Corsi per tornare etero, Adinolfi: "I gay non sono malati, ma occhio a Repubblica..."

04 giugno 2015, Andrea De Angelis
Al centro di spiritualità Sant'Obizio, in provincia di Brescia il gruppo Lot lavora per guarire i gay. Almeno così dicono, o meglio riporta La Repubblica con l'inchiesta a firma di Matteo Pucciarelli.
Le tre persone a capo del seminario si chiamano "leader", e tra questi c'è Luca Di Tolve, che poi sarebbe il Luca era gay della discussa canzone di Povia del Sanremo 2009.
Le notizie, lo ripetiamo, hanno come unica fonte l'inchiesta del suddetto quotidiano. Basandosi su di essa, IntelligoNews ha intervistato Mario Adinolfi, direttore de La Croce Quotidiano...

Corsi per tornare etero, Adinolfi: 'I gay non sono malati, ma occhio a Repubblica...'
Che idea si è fatto del corso chiamato "Adamo ed Eva: dove siete"?

«Sinceramente non ho letto La Repubblica...».

Le persone che si iscrivono su internet seguono poi, se selezionate, un corso di 5 giorni con messe, canti, preghiere, invocazioni dello Spirito Santo, confessioni, meditazioni e via dicendo. Il tutto al costo di 185 euro. 

«In assoluto la narrazione di La Repubblica intorno a temi come questi mi pare un filo di parte, con un obiettivo ben preciso. Se non conosco il corso non posso sapere se è la realtà, ma mi sembra di capire che non ci siano atti di forzatura sulle persone». 

No, sono le persone ad iscriversi al corso stesso.

«Ognuno è libero di fare quello che vuole».

Ma è corretto parlare di guarigione dall'omosessualità? E attraverso delle messe?

«Se io pago per guarire dall'essere gay sono davanti a una sintesi dell'attività che mi fa sorridere, perché non credo che si guarisca a pagamento da alcuna forma di problema. Se mi si dice che con 185 euro guarisco da qualsiasi cosa, beh non ha senso».

Problema o malattia?

«Io non considero l'omosessualità una malattia, non la giudico in questi termini».

Il corso però, sempre secondo l'inchiesta, ha come assunto che l'omosessualità sia una malattia. Lei, come l'Oms, mi sta dicendo il contrario...

«Ripeto, per me non è una malattia. Sulle valutazioni dell'Oms ci sarebbe comunque molto da discutere, ma personalmente, pur non essendo un medico, non considero l'omosessualità una malattia». 

Evitare strumentalizzazioni su queste notizie è possibile? Già diecimila condivisioni su Facebook dopo poche ore per un'inchiesta che pone l'attenzione su un corso già etichettato in rete come "omofobo" e "aberrante". Il messaggio che passa è che si dice messa per non essere gay...
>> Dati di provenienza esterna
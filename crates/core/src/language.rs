//! Supported target languages.

use crate::error::Error;
use serde::{Deserialize, Serialize};
use std::fmt;
use std::str::FromStr;

/// A target language the tool can translate into.
///
/// The code is what the operator types; the display name is what the
/// translation service is asked to produce.
#[derive(Debug, Clone, Copy, PartialEq, Eq, Hash, Serialize, Deserialize)]
#[serde(rename_all = "lowercase")]
pub enum Language {
    /// Russian.
    Ru,
    /// Finnish.
    Fi,
    /// Estonian.
    Et,
    /// Swedish.
    Sv,
    /// English.
    En,
}

impl Language {
    /// Every supported language, in help-text order.
    pub const ALL: [Language; 5] = [
        Language::Ru,
        Language::Fi,
        Language::Et,
        Language::Sv,
        Language::En,
    ];

    /// Short code used on the command line and in output filenames.
    pub fn code(self) -> &'static str {
        match self {
            Language::Ru => "ru",
            Language::Fi => "fi",
            Language::Et => "et",
            Language::Sv => "sv",
            Language::En => "en",
        }
    }

    /// Name handed to the translation service.
    pub fn display_name(self) -> &'static str {
        match self {
            Language::Ru => "Russian",
            Language::Fi => "Finnish",
            Language::Et => "Estonian",
            Language::Sv => "Swedish",
            Language::En => "English",
        }
    }

    /// Comma-separated list of the supported codes.
    pub fn supported_codes() -> String {
        Self::ALL
            .iter()
            .map(|l| l.code())
            .collect::<Vec<_>>()
            .join(", ")
    }
}

impl FromStr for Language {
    type Err = Error;

    fn from_str(s: &str) -> Result<Self, Self::Err> {
        let code = s.trim().to_lowercase();
        Self::ALL
            .into_iter()
            .find(|l| l.code() == code)
            .ok_or_else(|| Error::UnsupportedLanguage(s.to_string()))
    }
}

impl fmt::Display for Language {
    fn fmt(&self, f: &mut fmt::Formatter<'_>) -> fmt::Result {
        f.write_str(self.code())
    }
}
«Non bisogna dare pretesti a questa comunicazione che ci vuole etichettare tutti come omofobi. Però dobbiamo sapere che siamo dentro una guerra comunicativa, c'è una campagna colossale per l'ideologia gender. Occhio: bisogna essere consci che c'è comunque una campagna in atto».

Come giudica allora questi corsi?

«Sul quesito specifico rispondo con chiarezza: per me l'omosessualità non è una malattia. Sul racconto di La Repubblica mi riservo di approfondire, sulla necessità che noi dobbiamo avere di non dare pretesti a questa comunicazione sono altrettanto chiaro, pur dicendo che ormai ogni volta che apriamo bocca è un pretesto...».